The Business of Food Banks

April 29, 2021

They're getting bigger and more prominent. That's not good.

Everybody, including me, loves food banks. I regularly contribute to my local one. They feed hungry people. What’s not to like, especially during the pandemic, which has created so much additional food insecurity?

Except that there are some aspects to the structure of food-based charity in America that are distinctly...unsettling.

As I have written before, food banks are not, and should not be seen as, a substitute for allowing people to buy what they need in regular grocery stores. What’s more disturbing, to me at least, is that food banks are becoming almost their own business – and a big one.

This superb article in the Guardian does a great job of laying out the landscape. It mentions the huge, executive-level salaries among the top ranks of the major food charities, and contrasts them with the staffs of local food banks, who are either volunteers or make barely above minimum wage, if that.

I already knew about the wage situation. I stopped contributing directly to Feeding America when I found out that their CEO at the time got paid more than $800,000 a year. But it turns out that my local food bank is in the Feeding America network. Oh well.
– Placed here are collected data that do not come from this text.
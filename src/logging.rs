//! File-based logging for spotiview
//!
//! Logs go to a file instead of stdout because the TUI occupies the
//! terminal.

use std::path::Path;
use tracing_appender::rolling::{RollingFileAppender, Rotation};
use tracing_subscriber::{
    fmt::{self, format::FmtSpan},
    layer::SubscriberExt,
    util::SubscriberInitExt,
    EnvFilter,
};

const LOG_DIR: &str = ".logs";
const LOG_FILE_PREFIX: &str = "spotiview";

/// Initialize the logging system.
///
/// Logs are written to `.logs/spotiview.YYYY-MM-DD.log` with daily rotation.
/// The log level can be controlled via the `RUST_LOG` environment variable;
/// by default our modules log at DEBUG and everything else at WARN.
pub fn init_logging() -> anyhow::Result<()> {
    let log_dir = Path::new(LOG_DIR);
    if !log_dir.exists() {
        std::fs::create_dir_all(log_dir)?;
    }

    let file_appender = RollingFileAppender::new(Rotation::DAILY, LOG_DIR, LOG_FILE_PREFIX);

    // Non-blocking writer so logging never stalls the async runtime
    let (non_blocking, _guard) = tracing_appender::non_blocking(file_appender);

    // Keep the guard alive for the lifetime of the application
    Box::leak(Box::new(_guard));

    let filter = EnvFilter::try_from_default_env()
        .unwrap_or_else(|_| EnvFilter::new("spotiview=debug,reqwest=info,warn"));

    let fmt_layer = fmt::layer()
        .with_writer(non_blocking)
        .with_ansi(false) // No ANSI colors in log files
        .with_target(true)
        .with_thread_ids(false)
        .with_thread_names(false)
        .with_span_events(FmtSpan::CLOSE);

    tracing_subscriber::registry()
        .with(filter)
        .with(fmt_layer)
        .init();

    tracing::info!("Logging initialized - logs written to {}/", LOG_DIR);

    Ok(())
}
Even worse is the involvement of big food processors and retailers with food banks. Their executives sit on the boards of food charities, and their companies contribute cash and food to them. All well and good, except when you look at some of their motivations.
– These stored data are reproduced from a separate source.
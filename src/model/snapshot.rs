//! Parsing of raw player-state payloads into normalized snapshots
//!
//! The player endpoint returns an empty body when nothing is active and a
//! partial object for restricted clients, so every field here is extracted
//! with an explicit default instead of a typed deserialize.

use serde_json::Value;

/// One artist credit on a track: display name and API lookup URL.
#[derive(Clone, Debug, PartialEq, Eq)]
pub struct ArtistRef {
    pub name: String,
    pub href: String,
}

/// Normalized result of one player-state poll.
///
/// An empty `track_id` is the sentinel for "no usable item in the payload".
#[derive(Clone, Debug, Default, PartialEq)]
pub struct TrackSnapshot {
    pub track_id: String,
    pub title: String,
    pub artists: Vec<ArtistRef>,
    pub duration_ms: u64,
    pub progress_ms: u64,
    pub image_url: Option<String>,
    pub is_playing: bool,
    pub is_shuffle: bool,
    pub is_smart_shuffle: bool,
    pub is_shuffle_allowed: bool,
    pub volume_percent: Option<u8>,
    pub supports_volume: Option<bool>,
    pub device_name: Option<String>,
    pub is_same_track: bool,
    pub is_same_image: bool,
}

impl TrackSnapshot {
    pub fn is_empty(&self) -> bool {
        self.track_id.is_empty()
    }

    /// Comma-joined artist names for the single-line display.
    pub fn artist_line(&self) -> String {
        self.artists
            .iter()
            .map(|a| a.name.as_str())
            .collect::<Vec<_>>()
            .join(", ")
    }
}

/// Outcome of parsing a like-status response body.
#[derive(Clone, Debug, PartialEq, Eq)]
pub enum LikeStatus {
    Liked(bool),
    /// "Too many requests" payload, usually from several clients sharing one
    /// client ID.
    RateLimited,
    /// Structured `{"error": {"message": ...}}` body.
    ApiError(String),
    /// JSON object without the error shape.
    Malformed,
    /// Not JSON at all. Nothing to report.
    Unparseable,
}

/// Outcome of parsing an artist lookup response body.
#[derive(Clone, Debug, PartialEq, Eq)]
pub enum ArtistImageUpdate {
    /// New image URL to display, `None` when the artist has no images.
    Apply(Option<String>),
    /// Same URL as last time, keep the current display.
    Unchanged,
    ApiError(String),
    /// Empty or non-object body.
    Ignored,
}

/// Stateful extractor for the poll loop.
///
/// Keeps the previously seen track id and image URLs so each snapshot can
/// carry same-track / same-image flags, which is what lets the reconciler
/// skip redundant UI refreshes.
#[derive(Debug)]
pub struct SnapshotExtractor {
    previous_track_id: String,
    previous_image_url: String,
    previous_artist_image_url: String,
    first_artist_lookup: bool,
}

impl Default for SnapshotExtractor {
    fn default() -> Self {
        Self {
            previous_track_id: String::new(),
            previous_image_url: String::new(),
            previous_artist_image_url: String::new(),
            first_artist_lookup: true,
        }
    }
}

impl SnapshotExtractor {
    pub fn new() -> Self {
        Self::default()
    }

    /// True when the body holds a player object with a usable `item`.
    /// Everything else (empty body, non-object, item null) means no track.
    pub fn has_active_item(body: &str) -> bool {
        if !body.starts_with('{') {
            return false;
        }
        match serde_json::from_str::<Value>(body) {
            Ok(root) => root.get("item").map(Value::is_object).unwrap_or(false),
            Err(_) => false,
        }
    }

    /// Parse one player-state body into a snapshot, updating the previous
    /// track/image memory as a side effect. A body without a usable `item`
    /// yields the empty sentinel and leaves the memory untouched.
    pub fn extract(&mut self, body: &str) -> TrackSnapshot {
        let root: Value = match serde_json::from_str(body) {
            Ok(v) => v,
            Err(_) => return TrackSnapshot::default(),
        };
        let item = match root.get("item").filter(|v| v.is_object()) {
            Some(item) => item,
            None => return TrackSnapshot::default(),
        };

        let is_playing = opt_bool(&root, "is_playing");
        let is_shuffle = opt_bool(&root, "shuffle_state");
        let is_smart_shuffle = opt_bool(&root, "smart_shuffle");

        let device = root.get("device");
        let volume_percent = device
            .and_then(|d| d.get("volume_percent"))
            .and_then(Value::as_u64)
            .map(|v| v.min(100) as u8);
        let supports_volume = device
            .and_then(|d| d.get("supports_volume"))
            .and_then(Value::as_bool);
        let device_name = device
            .and_then(|d| d.get("name"))
            .and_then(Value::as_str)
            .map(str::to_owned);

        // The API reports the disallowed action; absence of the field is
        // treated as shuffle not being available.
        let is_shuffle_allowed = root
            .get("actions")
            .and_then(|a| a.get("disallows"))
            .and_then(|d| d.get("toggling_shuffle"))
            .and_then(Value::as_bool)
            .map(|disallowed| !disallowed)
            .unwrap_or(false);

        let track_id = opt_string(item, "id");
        let is_same_track = if track_id != self.previous_track_id {
            self.previous_track_id = track_id.clone();
            false
        } else {
            true
        };

        let artists = item
            .get("artists")
            .and_then(Value::as_array)
            .map(|arr| {
                arr.iter()
                    .map(|a| ArtistRef {
                        name: opt_string(a, "name"),
                        href: opt_string(a, "href"),
                    })
                    .collect()
            })
            .unwrap_or_default();

        let title = opt_string(item, "name");
        let duration_ms = opt_u64(item, "duration_ms");
        let progress_ms = opt_u64(&root, "progress_ms");

        let image_url = item
            .get("album")
            .and_then(|a| a.get("images"))
            .and_then(Value::as_array)
            .and_then(|imgs| imgs.first())
            .map(|img| opt_string(img, "url"));
        let is_same_image = match &image_url {
            Some(url) if *url == self.previous_image_url => true,
            Some(url) => {
                self.previous_image_url = url.clone();
                false
            }
            None => false,
        };

        TrackSnapshot {
            track_id,
            title,
            artists,
            duration_ms,
            progress_ms,
            image_url,
            is_playing,
            is_shuffle,
            is_smart_shuffle,
            is_shuffle_allowed,
            volume_percent,
            supports_volume,
            device_name,
            is_same_track,
            is_same_image,
        }
    }

    /// Parse an artist lookup body, diffing against the previously applied
    /// artist image so an unchanged image is not re-applied. The very first
    /// lookup always applies, even if the URL matches stale memory.
    pub fn extract_artist_image(&mut self, body: &str) -> ArtistImageUpdate {
        if !body.starts_with('{') {
            return ArtistImageUpdate::Ignored;
        }
        let root: Value = match serde_json::from_str(body) {
            Ok(v) => v,
            Err(_) => return ArtistImageUpdate::Ignored,
        };
        if let Some(err) = root.get("error").filter(|v| v.is_object()) {
            return ArtistImageUpdate::ApiError(opt_string(err, "message"));
        }

        let image_url = root
            .get("images")
            .and_then(Value::as_array)
            .and_then(|imgs| imgs.first())
            .map(|img| opt_string(img, "url"));

        let same = match &image_url {
            Some(url) if *url == self.previous_artist_image_url => true,
            Some(url) => {
                self.previous_artist_image_url = url.clone();
                false
            }
            None => false,
        };

        if same && !self.first_artist_lookup {
            ArtistImageUpdate::Unchanged
        } else {
            self.first_artist_lookup = false;
            ArtistImageUpdate::Apply(image_url)
        }
    }
}

/// Parse a like-status body. The happy path is a JSON array of booleans; a
/// handful of error shapes come back as objects or plain text instead.
pub fn parse_like_status(body: &str) -> LikeStatus {
    if body.is_empty() {
        return LikeStatus::Unparseable;
    }
    if let Ok(Value::Array(arr)) = serde_json::from_str::<Value>(body) {
        if let Some(liked) = arr.first().and_then(Value::as_bool) {
            return LikeStatus::Liked(liked);
        }
    }
    if body.contains("Too many requests") {
        return LikeStatus::RateLimited;
    }
    match serde_json::from_str::<Value>(body) {
        Ok(root) if root.is_object() => match root.get("error").filter(|v| v.is_object()) {
            Some(err) => LikeStatus::ApiError(opt_string(err, "message")),
            None => LikeStatus::Malformed,
        },
        _ => LikeStatus::Unparseable,
    }
}

/// Structured `{"error": {"status": .., "message": ..}}` body the API
/// returns in place of a player state when it rejects the request.
#[derive(Clone, Debug, PartialEq, Eq)]
pub struct ApiErrorBody {
    pub status: i64,
    pub message: String,
}

impl ApiErrorBody {
    /// The stored access token was rejected server side.
    pub fn is_auth_failure(&self) -> bool {
        self.status == 401
    }
}

/// Detect the rejected-request shape in a player-state body. A rejected
/// poll must never read as "nothing playing".
pub fn parse_api_error(body: &str) -> Option<ApiErrorBody> {
    if !body.starts_with('{') {
        return None;
    }
    let root: Value = serde_json::from_str(body).ok()?;
    let err = root.get("error").filter(|v| v.is_object())?;
    Some(ApiErrorBody {
        status: err.get("status").and_then(Value::as_i64).unwrap_or(0),
        message: opt_string(err, "message"),
    })
}

fn opt_string(value: &Value, key: &str) -> String {
    value
        .get(key)
        .and_then(Value::as_str)
        .unwrap_or_default()
        .to_owned()
}

fn opt_u64(value: &Value, key: &str) -> u64 {
    value.get(key).and_then(Value::as_u64).unwrap_or(0)
}

fn opt_bool(value: &Value, key: &str) -> bool {
    value.get(key).and_then(Value::as_bool).unwrap_or(false)
}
Walmart, for instance, contributes to a Feeding America program that helps people sign up for food stamps. That’s fine, except that there’s some self interest for Walmart here. According to an estimate cited in the Guardian article, some 4% of Walmart’s grocery revenue comes from customers using food stamps. Even worse is that some of those food stamp users are Walmart’s own employees.

“Food philanthropy is focused on mitigating rather than ending hunger, because it is connected to capitalism by the hip,” Raj Patel, author of “Stuffed and Starved,” told the Guardian. “There is so much money to be made in food aid through tax breaks, free publicity, salaried executives, electronic SNAP [food stamp] cards … Food banks are expanding rather than trying to put themselves out of business.”

I’ll probably go on giving money to my local food bank. But I really, really hope that as few of my dollars as possible go to benefit the Walton family.